Recorded data:
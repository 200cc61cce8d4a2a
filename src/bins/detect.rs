use card_markers::cli::{self, DetectArgs};
use clap::Parser;

#[derive(Parser)]
#[command(about = "Detect card markers in the live camera feed; press q to quit")]
struct Args {
    #[command(flatten)]
    detect: DetectArgs,
}

fn main() -> anyhow::Result<()> {
    cli::init();
    Args::parse().detect.run()
}
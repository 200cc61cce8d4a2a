use log::{info, warn};
use opencv::{
    core::Mat,
    highgui,
    prelude::*,
    videoio::{self, VideoCapture},
};

use super::{DetectionConfig, MarkerDetector};
use crate::error::{Error, Result};

/// Where frames come from. Returning `false` means no frame is available and
/// ends the session.
pub trait FrameSource {
    fn read_frame(&mut self, frame: &mut Mat) -> Result<bool>;
}

/// Where annotated frames go, and where key presses come from.
pub trait FrameSink {
    fn show(&mut self, frame: &Mat) -> Result<()>;

    /// Waits up to `timeout_ms` for a key press.
    fn poll_key(&mut self, timeout_ms: i32) -> Result<Option<char>>;
}

/// Exclusively owned capture device, released when dropped.
pub struct Camera {
    index: i32,
    capture: VideoCapture,
}

impl Camera {
    pub fn open(index: i32) -> Result<Self> {
        let capture = VideoCapture::new(index, videoio::CAP_ANY)?;
        if !capture.is_opened()? {
            return Err(Error::CameraUnavailable(index));
        }
        info!("Opened camera {}", index);
        Ok(Self { index, capture })
    }
}

impl FrameSource for Camera {
    fn read_frame(&mut self, frame: &mut Mat) -> Result<bool> {
        Ok(self.capture.read(frame)? && !frame.empty())
    }
}

impl Drop for Camera {
    fn drop(&mut self) {
        match self.capture.release() {
            Ok(()) => info!("Released camera {}", self.index),
            Err(e) => warn!("Failed to release camera {}: {}", self.index, e),
        }
    }
}

/// HighGUI window; all windows are torn down when dropped.
pub struct HighGuiWindow {
    title: String,
}

impl HighGuiWindow {
    pub fn open(title: &str) -> Result<Self> {
        highgui::named_window(title, highgui::WINDOW_AUTOSIZE)?;
        Ok(Self {
            title: title.to_string(),
        })
    }
}

impl FrameSink for HighGuiWindow {
    fn show(&mut self, frame: &Mat) -> Result<()> {
        highgui::imshow(&self.title, frame)?;
        Ok(())
    }

    fn poll_key(&mut self, timeout_ms: i32) -> Result<Option<char>> {
        let key = highgui::wait_key(timeout_ms)?;
        if key < 0 {
            return Ok(None);
        }
        Ok(char::from_u32((key & 0xFF) as u32))
    }
}

impl Drop for HighGuiWindow {
    fn drop(&mut self) {
        if let Err(e) = highgui::destroy_all_windows() {
            warn!("Failed to close windows: {}", e);
        }
    }
}

#[derive(Debug, Clone, Copy, PartialEq, Eq)]
pub enum StopReason {
    FrameUnavailable,
    QuitKey,
}

/// Owns everything the live loop touches. Dropping the session releases the
/// frame source and the display.
pub struct DetectionSession<S: FrameSource, D: FrameSink> {
    source: S,
    sink: D,
    detector: MarkerDetector,
    quit_key: char,
    key_poll_ms: i32,
}

impl<S: FrameSource, D: FrameSink> DetectionSession<S, D> {
    pub fn new(source: S, sink: D, config: &DetectionConfig) -> Result<Self> {
        Ok(Self {
            source,
            sink,
            detector: MarkerDetector::new(config)?,
            quit_key: config.quit_key,
            key_poll_ms: config.key_poll_ms,
        })
    }

    /// Runs until the source dries up or the quit key is pressed. Any error
    /// ends the loop immediately.
    pub fn run(&mut self) -> Result<StopReason> {
        let mut frame = Mat::default();
        let mut frames: u64 = 0;
        loop {
            if !self.source.read_frame(&mut frame)? {
                info!("No frame after {} frames, stopping", frames);
                return Ok(StopReason::FrameUnavailable);
            }
            frames += 1;

            self.detector.process_frame(&mut frame)?;
            self.sink.show(&frame)?;

            if self.sink.poll_key(self.key_poll_ms)? == Some(self.quit_key) {
                info!("Quit key pressed after {} frames", frames);
                return Ok(StopReason::QuitKey);
            }
        }
    }

    pub fn into_parts(self) -> (S, D) {
        (self.source, self.sink)
    }
}

#[cfg(test)]
mod tests {
    use super::*;
    use opencv::core::{Scalar, CV_8UC3};
    use std::collections::VecDeque;

    struct Frames(VecDeque<Mat>);

    impl FrameSource for Frames {
        fn read_frame(&mut self, frame: &mut Mat) -> Result<bool> {
            match self.0.pop_front() {
                Some(next) => {
                    *frame = next;
                    Ok(true)
                }
                None => Ok(false),
            }
        }
    }

    #[derive(Default)]
    struct Recorder {
        shown: usize,
        keys: VecDeque<Option<char>>,
    }

    impl FrameSink for Recorder {
        fn show(&mut self, _frame: &Mat) -> Result<()> {
            self.shown += 1;
            Ok(())
        }

        fn poll_key(&mut self, _timeout_ms: i32) -> Result<Option<char>> {
            Ok(self.keys.pop_front().flatten())
        }
    }

    fn blank_frames(n: usize) -> Frames {
        Frames(
            (0..n)
                .map(|_| {
                    Mat::new_rows_cols_with_default(120, 160, CV_8UC3, Scalar::all(255.0)).unwrap()
                })
                .collect(),
        )
    }

    #[test]
    fn stops_when_frames_run_out() {
        let config = DetectionConfig::tuned();
        let mut session =
            DetectionSession::new(blank_frames(3), Recorder::default(), &config).unwrap();
        assert_eq!(session.run().unwrap(), StopReason::FrameUnavailable);
        let (_, sink) = session.into_parts();
        assert_eq!(sink.shown, 3);
    }

    #[test]
    fn stops_on_quit_key() {
        let sink = Recorder {
            shown: 0,
            keys: VecDeque::from([None, Some('x'), Some('q')]),
        };
        let config = DetectionConfig::tuned();
        let mut session = DetectionSession::new(blank_frames(10), sink, &config).unwrap();
        assert_eq!(session.run().unwrap(), StopReason::QuitKey);
        let (source, sink) = session.into_parts();
        assert_eq!(sink.shown, 3);
        assert_eq!(source.0.len(), 7);
    }
}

* **What the task asks**
Identify the lines in the records above that contain the word "videoio", then state how many there are and nothing more.

* **Output of the exercise**
2